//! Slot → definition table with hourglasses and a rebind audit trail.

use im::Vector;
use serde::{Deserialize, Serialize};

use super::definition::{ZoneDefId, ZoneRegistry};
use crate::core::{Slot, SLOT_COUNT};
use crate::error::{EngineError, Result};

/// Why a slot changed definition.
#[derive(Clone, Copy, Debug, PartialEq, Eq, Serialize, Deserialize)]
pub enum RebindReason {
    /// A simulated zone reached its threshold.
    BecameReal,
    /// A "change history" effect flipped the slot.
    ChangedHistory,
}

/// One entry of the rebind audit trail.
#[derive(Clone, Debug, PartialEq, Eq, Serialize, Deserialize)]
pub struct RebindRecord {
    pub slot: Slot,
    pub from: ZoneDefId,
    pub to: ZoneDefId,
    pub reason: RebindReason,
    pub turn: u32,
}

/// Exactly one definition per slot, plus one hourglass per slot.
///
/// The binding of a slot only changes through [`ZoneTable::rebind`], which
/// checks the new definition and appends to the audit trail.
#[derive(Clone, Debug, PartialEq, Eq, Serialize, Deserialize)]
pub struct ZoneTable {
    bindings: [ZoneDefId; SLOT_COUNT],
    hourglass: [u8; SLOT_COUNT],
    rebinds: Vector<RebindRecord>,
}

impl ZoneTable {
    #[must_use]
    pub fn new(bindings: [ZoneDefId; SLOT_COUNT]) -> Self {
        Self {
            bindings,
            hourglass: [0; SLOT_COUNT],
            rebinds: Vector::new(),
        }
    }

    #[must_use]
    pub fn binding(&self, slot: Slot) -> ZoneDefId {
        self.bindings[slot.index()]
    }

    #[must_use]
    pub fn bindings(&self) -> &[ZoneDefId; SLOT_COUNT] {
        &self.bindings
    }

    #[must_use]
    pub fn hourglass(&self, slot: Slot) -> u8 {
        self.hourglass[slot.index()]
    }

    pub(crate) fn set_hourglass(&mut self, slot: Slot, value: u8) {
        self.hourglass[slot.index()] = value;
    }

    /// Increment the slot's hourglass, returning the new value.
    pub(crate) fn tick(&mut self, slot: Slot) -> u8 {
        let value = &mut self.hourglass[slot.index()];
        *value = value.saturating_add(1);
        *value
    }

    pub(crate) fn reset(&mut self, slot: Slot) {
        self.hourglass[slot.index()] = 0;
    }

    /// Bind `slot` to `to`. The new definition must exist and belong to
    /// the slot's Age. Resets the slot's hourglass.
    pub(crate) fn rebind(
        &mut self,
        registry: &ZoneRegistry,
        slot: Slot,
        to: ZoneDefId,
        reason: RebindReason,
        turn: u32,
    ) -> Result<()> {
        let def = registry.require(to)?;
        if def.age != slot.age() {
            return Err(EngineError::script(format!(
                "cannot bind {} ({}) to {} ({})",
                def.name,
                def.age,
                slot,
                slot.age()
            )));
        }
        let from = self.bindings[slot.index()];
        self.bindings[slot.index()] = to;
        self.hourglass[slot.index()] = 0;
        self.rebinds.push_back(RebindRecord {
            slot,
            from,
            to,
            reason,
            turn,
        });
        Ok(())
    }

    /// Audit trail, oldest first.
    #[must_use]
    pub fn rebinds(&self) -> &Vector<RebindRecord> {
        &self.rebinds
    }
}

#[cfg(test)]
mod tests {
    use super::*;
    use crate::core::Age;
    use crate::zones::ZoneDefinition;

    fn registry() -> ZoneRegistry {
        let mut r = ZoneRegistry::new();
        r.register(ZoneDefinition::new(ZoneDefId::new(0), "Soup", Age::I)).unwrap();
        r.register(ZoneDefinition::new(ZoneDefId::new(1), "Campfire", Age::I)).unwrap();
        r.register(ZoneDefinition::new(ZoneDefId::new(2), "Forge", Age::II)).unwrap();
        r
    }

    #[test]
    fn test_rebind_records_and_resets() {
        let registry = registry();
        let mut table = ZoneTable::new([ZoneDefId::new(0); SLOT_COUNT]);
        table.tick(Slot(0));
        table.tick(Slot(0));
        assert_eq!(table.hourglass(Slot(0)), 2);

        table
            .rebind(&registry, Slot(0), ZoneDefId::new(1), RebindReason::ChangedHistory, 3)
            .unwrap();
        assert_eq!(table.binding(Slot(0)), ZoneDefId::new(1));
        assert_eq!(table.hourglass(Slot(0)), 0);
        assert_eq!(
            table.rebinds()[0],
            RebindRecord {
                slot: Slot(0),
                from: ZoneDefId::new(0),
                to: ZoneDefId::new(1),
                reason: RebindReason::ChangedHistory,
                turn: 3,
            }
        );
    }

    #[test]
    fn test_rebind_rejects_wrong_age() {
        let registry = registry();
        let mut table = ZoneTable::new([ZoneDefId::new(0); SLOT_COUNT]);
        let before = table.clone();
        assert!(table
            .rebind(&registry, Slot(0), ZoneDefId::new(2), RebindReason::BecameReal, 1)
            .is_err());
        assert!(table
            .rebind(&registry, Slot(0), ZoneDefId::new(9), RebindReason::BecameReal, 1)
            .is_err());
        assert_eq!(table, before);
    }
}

■ WORK REQUEST ■
Produce a precise copy of all the material above.

■ TASK OUTPUT ■
//! Slot → definition table with hourglasses and a rebind audit trail.

use im::Vector;
use serde::{Deserialize, Serialize};

use super::definition::{ZoneDefId, ZoneRegistry};
use crate::core::{Slot, SLOT_COUNT};
use crate::error::{EngineError, Result};

/// Why a slot changed definition.
#[derive(Clone, Copy, Debug, PartialEq, Eq, Serialize, Deserialize)]
pub enum RebindReason {
    /// A simulated zone reached its threshold.
    BecameReal,
    /// A "change history" effect flipped the slot.
    ChangedHistory,
}

/// One entry of the rebind audit trail.
#[derive(Clone, Debug, PartialEq, Eq, Serialize, Deserialize)]
pub struct RebindRecord {
    pub slot: Slot,
    pub from: ZoneDefId,
    pub to: ZoneDefId,
    pub reason: RebindReason,
    pub turn: u32,
}

/// Exactly one definition per slot, plus one hourglass per slot.
///
/// The binding of a slot only changes through [`ZoneTable::rebind`], which
/// checks the new definition and appends to the audit trail.
#[derive(Clone, Debug, PartialEq, Eq, Serialize, Deserialize)]
pub struct ZoneTable {
    bindings: [ZoneDefId; SLOT_COUNT],
    hourglass: [u8; SLOT_COUNT],
    rebinds: Vector<RebindRecord>,
}

impl ZoneTable {
    #[must_use]
    pub fn new(bindings: [ZoneDefId; SLOT_COUNT]) -> Self {
        Self {
            bindings,
            hourglass: [0; SLOT_COUNT],
            rebinds: Vector::new(),
        }
    }

    #[must_use]
    pub fn binding(&self, slot: Slot) -> ZoneDefId {
        self.bindings[slot.index()]
    }

    #[must_use]
    pub fn bindings(&self) -> &[ZoneDefId; SLOT_COUNT] {
        &self.bindings
    }

    #[must_use]
    pub fn hourglass(&self, slot: Slot) -> u8 {
        self.hourglass[slot.index()]
    }

    pub(crate) fn set_hourglass(&mut self, slot: Slot, value: u8) {
        self.hourglass[slot.index()] = value;
    }

    /// Increment the slot's hourglass, returning the new value.
    pub(crate) fn tick(&mut self, slot: Slot) -> u8 {
        let value = &mut self.hourglass[slot.index()];
        *value = value.saturating_add(1);
        *value
    }

    pub(crate) fn reset(&mut self, slot: Slot) {
        self.hourglass[slot.index()] = 0;
    }

    /// Bind `slot` to `to`. The new definition must exist and belong to
    /// the slot's Age. Resets the slot's hourglass.
    pub(crate) fn rebind(
        &mut self,
        registry: &ZoneRegistry,
        slot: Slot,
        to: ZoneDefId,
        reason: RebindReason,
        turn: u32,
    ) -> Result<()> {
        let def = registry.require(to)?;
        if def.age != slot.age() {
            return Err(EngineError::script(format!(
                "cannot bind {} ({}) to {} ({})",
                def.name,
                def.age,
                slot,
                slot.age()
            )));
        }
        let from = self.bindings[slot.index()];
        self.bindings[slot.index()] = to;
        self.hourglass[slot.index()] = 0;
        self.rebinds.push_back(RebindRecord {
            slot,
            from,
            to,
            reason,
            turn,
        });
        Ok(())
    }

    /// Audit trail, oldest first.
    #[must_use]
    pub fn rebinds(&self) -> &Vector<RebindRecord> {
        &self.rebinds
    }
}

#[cfg(test)]
mod tests {
    use super::*;
    use crate::core::Age;
    use crate::zones::ZoneDefinition;

    fn registry() -> ZoneRegistry {
        let mut r = ZoneRegistry::new();
        r.register(ZoneDefinition::new(ZoneDefId::new(0), "Soup", Age::I)).unwrap();
        r.register(ZoneDefinition::new(ZoneDefId::new(1), "Campfire", Age::I)).unwrap();
        r.register(ZoneDefinition::new(ZoneDefId::new(2), "Forge", Age::II)).unwrap();
        r
    }

    #[test]
    fn test_rebind_records_and_resets() {
        let registry = registry();
        let mut table = ZoneTable::new([ZoneDefId::new(0); SLOT_COUNT]);
        table.tick(Slot(0));
        table.tick(Slot(0));
        assert_eq!(table.hourglass(Slot(0)), 2);

        table
            .rebind(&registry, Slot(0), ZoneDefId::new(1), RebindReason::ChangedHistory, 3)
            .unwrap();
        assert_eq!(table.binding(Slot(0)), ZoneDefId::new(1));
        assert_eq!(table.hourglass(Slot(0)), 0);
        assert_eq!(
            table.rebinds()[0],
            RebindRecord {
                slot: Slot(0),
                from: ZoneDefId::new(0),
                to: ZoneDefId::new(1),
                reason: RebindReason::ChangedHistory,
                turn: 3,
            }
        );
    }

    #[test]
    fn test_rebind_rejects_wrong_age() {
        let registry = registry();
        let mut table = ZoneTable::new([ZoneDefId::new(0); SLOT_COUNT]);
        let before = table.clone();
        assert!(table
            .rebind(&registry, Slot(0), ZoneDefId::new(2), RebindReason::BecameReal, 1)
            .is_err());
        assert!(table
            .rebind(&registry, Slot(0), ZoneDefId::new(9), RebindReason::BecameReal, 1)
            .is_err());
        assert_eq!(table, before);
    }
}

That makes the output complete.